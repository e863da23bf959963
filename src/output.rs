//! Progress reporting abstraction for gist.
//!
//! Defines the [`Progress`] trait that decouples workflow stage reporting
//! from the display layer. [`ConsoleProgress`] prints colored stage lines to
//! the terminal; tests rely on the default no-op methods to run silently.

use colored::Colorize;

/// Observer for workflow stage changes. All methods default to no-ops, so
/// implementations override only what they display.
pub trait Progress {
    /// A planning turn is starting.
    fn planning(&mut self, _turn: usize) {}

    /// A tool call is about to be handled.
    fn tool_call(&mut self, _name: &str, _arguments: &str) {}

    /// A tool call returned this many items.
    fn tool_items(&mut self, _count: usize) {}

    /// A tool call failed or was refused.
    fn tool_failure(&mut self, _reason: &str) {}

    /// The summarizing stage is starting over this many stored items.
    fn summarizing(&mut self, _item_count: usize) {}
}

/// Prints workflow stages to the terminal as they happen.
pub struct ConsoleProgress;

impl Progress for ConsoleProgress {
    fn planning(&mut self, turn: usize) {
        println!("{} {}", "planning".bold().cyan(), format!("turn {}", turn).dimmed());
    }

    fn tool_call(&mut self, name: &str, arguments: &str) {
        println!("{} {} {}", "tool".bold().yellow(), name, arguments.dimmed());
    }

    fn tool_items(&mut self, count: usize) {
        println!("{}", format!("  retrieved {} item(s)", count).dimmed());
    }

    fn tool_failure(&mut self, reason: &str) {
        println!("  {} {}", "!".red().bold(), reason);
    }

    fn summarizing(&mut self, item_count: usize) {
        println!(
            "{} {}",
            "summarizing".bold().cyan(),
            format!("{} item(s)", item_count).dimmed()
        );
    }
}

/// Discards all progress events.
#[cfg(test)]
pub struct SilentProgress;

#[cfg(test)]
impl Progress for SilentProgress {}
//! LLM provider abstraction for gist.
//!
//! Wraps rig-core's provider clients behind a [`Provider`] struct with enum
//! dispatch, keeping provider-specific details out of the workflow layer.
//! Supports Anthropic, OpenAI, OpenRouter, and Ollama (local) via
//! [`ProviderKind`]. The [`LlmClient`] trait is the seam the planner and
//! summarizer depend on, so tests can script replies without network access.

use anyhow::{anyhow, Context, Result};
use async_trait::async_trait;
use rig::client::CompletionClient;
use rig::completion::{CompletionModel, CompletionRequest, Prompt};
use rig::message::{AssistantContent, Message as RigMessage};
use rig::one_or_many::OneOrMany;
use rig::providers::{anthropic, openai, openrouter};

use crate::config::Config;
use crate::message::{Message, Role, ToolCall};
use crate::tools::ToolDefinition;

/// Default provider name when nothing is configured.
const DEFAULT_PROVIDER: &str = "anthropic";

/// The reasoning collaborator the planner and summarizer delegate to.
#[async_trait]
pub trait LlmClient: Send + Sync {
    /// Single-prompt completion with an optional system prompt.
    async fn complete(&self, prompt: &str, system_prompt: Option<&str>) -> Result<String>;

    /// Full-history completion that may request tool calls.
    ///
    /// Tool calls in the reply are surfaced as-is on the returned message;
    /// interpreting them is the planner's job.
    async fn generate(
        &self,
        system_prompt: &str,
        history: &[Message],
        tools: &[ToolDefinition],
    ) -> Result<Message>;
}

/// Resolved provider + model pair.
pub struct ModelSelection {
    pub provider: ProviderKind,
    pub model: String,
}

/// Identifies which LLM provider to use.
#[derive(Debug, Clone, Copy, PartialEq, Eq)]
pub enum ProviderKind {
    /// Anthropic (Claude models).
    Anthropic,
    /// OpenAI (GPT models).
    OpenAI,
    /// OpenRouter (multi-provider gateway).
    OpenRouter,
    /// Ollama (local models via OpenAI-compatible API).
    Ollama,
}

impl ProviderKind {
    /// Parses a provider name string into a [`ProviderKind`].
    ///
    /// Matching is case-insensitive. Returns an error for unknown providers.
    pub fn from_str(s: &str) -> Result<Self> {
        match s.to_lowercase().as_str() {
            "anthropic" => Ok(Self::Anthropic),
            "openai" => Ok(Self::OpenAI),
            "openrouter" => Ok(Self::OpenRouter),
            "ollama" => Ok(Self::Ollama),
            other => Err(anyhow!(
                "Unknown provider: {other}. Supported: anthropic, openai, openrouter, ollama"
            )),
        }
    }
}

/// Returns the default model identifier for a given provider.
pub fn default_model_for(provider: &ProviderKind) -> &'static str {
    match provider {
        ProviderKind::Anthropic => crate::constants::DEFAULT_MODEL,
        ProviderKind::OpenAI => crate::constants::DEFAULT_OPENAI_MODEL,
        ProviderKind::OpenRouter => crate::constants::DEFAULT_OPENROUTER_MODEL,
        ProviderKind::Ollama => crate::constants::OLLAMA_DEFAULT_MODEL,
    }
}

/// Resolve which provider and model to use.
/// Priority: CLI flags > config.toml > defaults.
///
/// Accepts these formats:
///   --model anthropic/claude-sonnet-4-6  (provider/model shorthand)
///   --provider anthropic --model claude-sonnet-4-6
///   --provider anthropic  (uses provider's default model)
///   (nothing)  (uses config.toml, then hardcoded default)
pub fn resolve_model(
    cli_provider: Option<&str>,
    cli_model: Option<&str>,
    config: &Config,
) -> Result<ModelSelection> {
    // If --model contains a slash, parse as provider/model
    if let Some(model_str) = cli_model {
        if let Some((prov, model)) = model_str.split_once('/') {
            return Ok(ModelSelection {
                provider: ProviderKind::from_str(prov)?,
                model: model.to_string(),
            });
        }
    }

    // Resolve provider
    let provider_str = cli_provider
        .or(config.provider_name())
        .unwrap_or(DEFAULT_PROVIDER);
    let provider = ProviderKind::from_str(provider_str)?;

    // Resolve model
    let model = cli_model
        .map(String::from)
        .or_else(|| config.model_name())
        .unwrap_or_else(|| default_model_for(&provider).to_string());

    Ok(ModelSelection { provider, model })
}

/// Internal enum wrapping provider-specific clients.
enum ClientKind {
    Anthropic(anthropic::Client),
    OpenAI(openai::Client),
    OpenRouter(openrouter::Client),
    Ollama(openai::Client),
}

/// A configured LLM provider ready to handle completion requests.
///
/// Wraps a rig-core provider client and the target model name. Models and
/// agents are constructed per call since they are cheap to create and may
/// use different system prompts.
pub struct Provider {
    client: ClientKind,
    model: String,
}

/// Helper macro to reduce duplication across provider match arms.
///
/// Builds an agent from the given client, model, and optional system prompt,
/// then executes the provided block with the agent bound to `$agent`.
macro_rules! with_agent {
    ($client:expr, $model:expr, $sys:expr, |$agent:ident| $body:expr) => {{
        let $agent = if let Some(sys) = $sys {
            $client
                .agent($model)
                .preamble(sys)
                .max_tokens(crate::constants::MAX_TOKENS)
                .build()
        } else {
            $client
                .agent($model)
                .max_tokens(crate::constants::MAX_TOKENS)
                .build()
        };
        $body
    }};
}

/// Dispatches an operation across provider-specific clients.
///
/// Matches on [`ClientKind`] and executes the same block for each variant,
/// letting the compiler monomorphize per provider.
macro_rules! dispatch {
    ($self:expr, |$client:ident| $body:expr) => {
        match &$self.client {
            ClientKind::Anthropic($client) => $body,
            ClientKind::OpenAI($client) => $body,
            ClientKind::OpenRouter($client) => $body,
            ClientKind::Ollama($client) => $body,
        }
    };
}

impl Provider {
    /// Creates a new [`Provider`] from the loaded application config.
    ///
    /// Resolves the API key through gist's config precedence chain
    /// (env var → config file → substitution) and builds the appropriate
    /// provider client. Defaults to Anthropic when no provider is specified.
    ///
    /// # Errors
    ///
    /// Returns an error if no API key is found for the selected provider
    /// or if client construction fails.
    pub fn from_config(config: &Config, selection: &ModelSelection) -> Result<Self> {
        match selection.provider {
            ProviderKind::Anthropic => {
                let api_key = config
                    .resolve_api_key("anthropic")
                    .context("No API key found for Anthropic. Set ANTHROPIC_API_KEY or configure it in config.toml")?;
                let client = anthropic::Client::new(&api_key)
                    .context("Failed to create Anthropic client")?;
                Ok(Self {
                    client: ClientKind::Anthropic(client),
                    model: selection.model.clone(),
                })
            }
            ProviderKind::OpenAI => {
                let api_key = config
                    .resolve_api_key("openai")
                    .context("No API key found for OpenAI. Set OPENAI_API_KEY or configure it in config.toml")?;
                let client = openai::Client::new(&api_key)
                    .context("Failed to create OpenAI client")?;
                Ok(Self {
                    client: ClientKind::OpenAI(client),
                    model: selection.model.clone(),
                })
            }
            ProviderKind::OpenRouter => {
                let api_key = config
                    .resolve_api_key("openrouter")
                    .context("No API key found for OpenRouter. Set OPENROUTER_API_KEY or configure it in config.toml")?;
                let client = openrouter::Client::new(&api_key)
                    .context("Failed to create OpenRouter client")?;
                Ok(Self {
                    client: ClientKind::OpenRouter(client),
                    model: selection.model.clone(),
                })
            }
            ProviderKind::Ollama => {
                let base_url = config
                    .provider
                    .ollama
                    .as_ref()
                    .and_then(|o| o.base_url.as_deref())
                    .unwrap_or(crate::constants::OLLAMA_DEFAULT_BASE_URL);
                let client = openai::Client::builder()
                    .api_key("ollama")
                    .base_url(&format!("{}/v1", base_url))
                    .build()
                    .context("Failed to create Ollama client")?;
                Ok(Self {
                    client: ClientKind::Ollama(client),
                    model: selection.model.clone(),
                })
            }
        }
    }
}

#[async_trait]
impl LlmClient for Provider {
    /// Sends a prompt to the configured model and returns the full response.
    ///
    /// Builds a fresh agent for each call, optionally attaching a system
    /// prompt as the agent's preamble.
    ///
    /// # Errors
    ///
    /// Returns an error if the LLM API call fails (network error,
    /// invalid key, rate limit, etc.).
    async fn complete(&self, prompt: &str, system_prompt: Option<&str>) -> Result<String> {
        let response = dispatch!(self, |client| {
            with_agent!(client, &self.model, system_prompt, |agent| {
                agent.prompt(prompt).await.context("LLM API call failed")?
            })
        });
        Ok(response)
    }

    /// Sends the full history and tool definitions to the model and returns
    /// its reply as a gist [`Message`], tool calls included.
    async fn generate(
        &self,
        system_prompt: &str,
        history: &[Message],
        tools: &[ToolDefinition],
    ) -> Result<Message> {
        let chat_history = OneOrMany::many(to_rig_messages(history))
            .map_err(|_| anyhow!("history must contain at least one message"))?;
        let rig_tools: Vec<rig::completion::ToolDefinition> =
            tools.iter().map(to_rig_tool).collect();

        let choice = dispatch!(self, |client| {
            let model = client.completion_model(&self.model);
            let request = CompletionRequest {
                model: None,
                output_schema: None,
                preamble: Some(system_prompt.to_string()),
                chat_history: chat_history.clone(),
                documents: Vec::new(),
                tools: rig_tools.clone(),
                temperature: None,
                max_tokens: Some(crate::constants::MAX_TOKENS),
                tool_choice: None,
                additional_params: None,
            };
            model
                .completion(request)
                .await
                .context("LLM API call failed")?
                .choice
        });

        Ok(from_assistant_content(choice))
    }
}

/// Converts gist messages to rig messages.
///
/// rig has no mid-history system slot and tool exchanges are provider
/// specific, so notes and tool results are rendered as plain user text the
/// next completion can read.
fn to_rig_messages(history: &[Message]) -> Vec<RigMessage> {
    history
        .iter()
        .map(|m| match m.role {
            Role::User => RigMessage::user(m.text()),
            Role::Assistant => {
                if m.tool_calls.is_empty() {
                    RigMessage::assistant(m.text())
                } else {
                    let calls: Vec<String> = m
                        .tool_calls
                        .iter()
                        .map(|c| format!("{}({})", c.name, c.arguments))
                        .collect();
                    RigMessage::assistant(format!("Requested tools: {}", calls.join(", ")))
                }
            }
            Role::Tool => RigMessage::user(format!("Tool result: {}", m.text())),
            Role::System => RigMessage::user(format!("Note: {}", m.text())),
        })
        .collect()
}

/// Converts a gist tool definition to rig's wire shape.
fn to_rig_tool(def: &ToolDefinition) -> rig::completion::ToolDefinition {
    rig::completion::ToolDefinition {
        name: def.name.clone(),
        description: def.description.clone(),
        parameters: def.parameters.clone(),
    }
}

/// Collects a completion choice into a single gist message.
///
/// Text fragments are joined; tool calls are carried through untouched so
/// the planner sees exactly what the model requested.
fn from_assistant_content(choice: OneOrMany<AssistantContent>) -> Message {
    let mut text = String::new();
    let mut calls = Vec::new();
    for item in choice.iter() {
        match item {
            AssistantContent::Text(t) => {
                if !text.is_empty() {
                    text.push('\n');
                }
                text.push_str(&t.text);
            }
            AssistantContent::ToolCall(tc) => calls.push(ToolCall {
                id: tc.id.clone(),
                name: tc.function.name.clone(),
                arguments: tc.function.arguments.clone(),
            }),
            // Reasoning and other content kinds carry nothing to replay.
            _ => {}
        }
    }
    Message::assistant_with_tools(text, calls)
}

#[cfg(test)]
mod tests {
    use super::*;
    use crate::config::Config;

    #[test]
    fn test_provider_kind_from_str() {
        assert_eq!(
            ProviderKind::from_str("Anthropic").unwrap(),
            ProviderKind::Anthropic
        );
        assert_eq!(
            ProviderKind::from_str("ollama").unwrap(),
            ProviderKind::Ollama
        );
        assert!(ProviderKind::from_str("groq-cloud").is_err());
    }

    #[test]
    fn test_resolve_model_provider_slash_shorthand() {
        let config = Config::default();
        let selection = resolve_model(None, Some("openai/gpt-4.1"), &config).unwrap();
        assert_eq!(selection.provider, ProviderKind::OpenAI);
        assert_eq!(selection.model, "gpt-4.1");
    }

    #[test]
    fn test_resolve_model_defaults() {
        let config = Config::default();
        let selection = resolve_model(None, None, &config).unwrap();
        assert_eq!(selection.provider, ProviderKind::Anthropic);
        assert_eq!(selection.model, crate::constants::DEFAULT_MODEL);
    }

    #[test]
    fn test_resolve_model_provider_default_model() {
        let config = Config::default();
        let selection = resolve_model(Some("openrouter"), None, &config).unwrap();
        assert_eq!(selection.provider, ProviderKind::OpenRouter);
        assert_eq!(selection.model, crate::constants::DEFAULT_OPENROUTER_MODEL);
    }
}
- - - - -
The answer should be an exact copy of the lines from the first line of the data through the line with "fn tool_call(&mut self, name: &str, arguments: &str)" and should contain nothing else.

repository e863da23bf959963
filename src/output.rs
//! Progress reporting abstraction for gist.
//!
//! Defines the [`Progress`] trait that decouples workflow stage reporting
//! from the display layer. [`ConsoleProgress`] prints colored stage lines to
//! the terminal; tests rely on the default no-op methods to run silently.

use colored::Colorize;

/// Observer for workflow stage changes. All methods default to no-ops, so
/// implementations override only what they display.
pub trait Progress {
    /// A planning turn is starting.
    fn planning(&mut self, _turn: usize) {}

    /// A tool call is about to be handled.
    fn tool_call(&mut self, _name: &str, _arguments: &str) {}

    /// A tool call returned this many items.
    fn tool_items(&mut self, _count: usize) {}

    /// A tool call failed or was refused.
    fn tool_failure(&mut self, _reason: &str) {}

    /// The summarizing stage is starting over this many stored items.
    fn summarizing(&mut self, _item_count: usize) {}
}

/// Prints workflow stages to the terminal as they happen.
pub struct ConsoleProgress;

impl Progress for ConsoleProgress {
    fn planning(&mut self, turn: usize) {
        println!("{} {}", "planning".bold().cyan(), format!("turn {}", turn).dimmed());
    }

    fn tool_call(&mut self, name: &str, arguments: &str) {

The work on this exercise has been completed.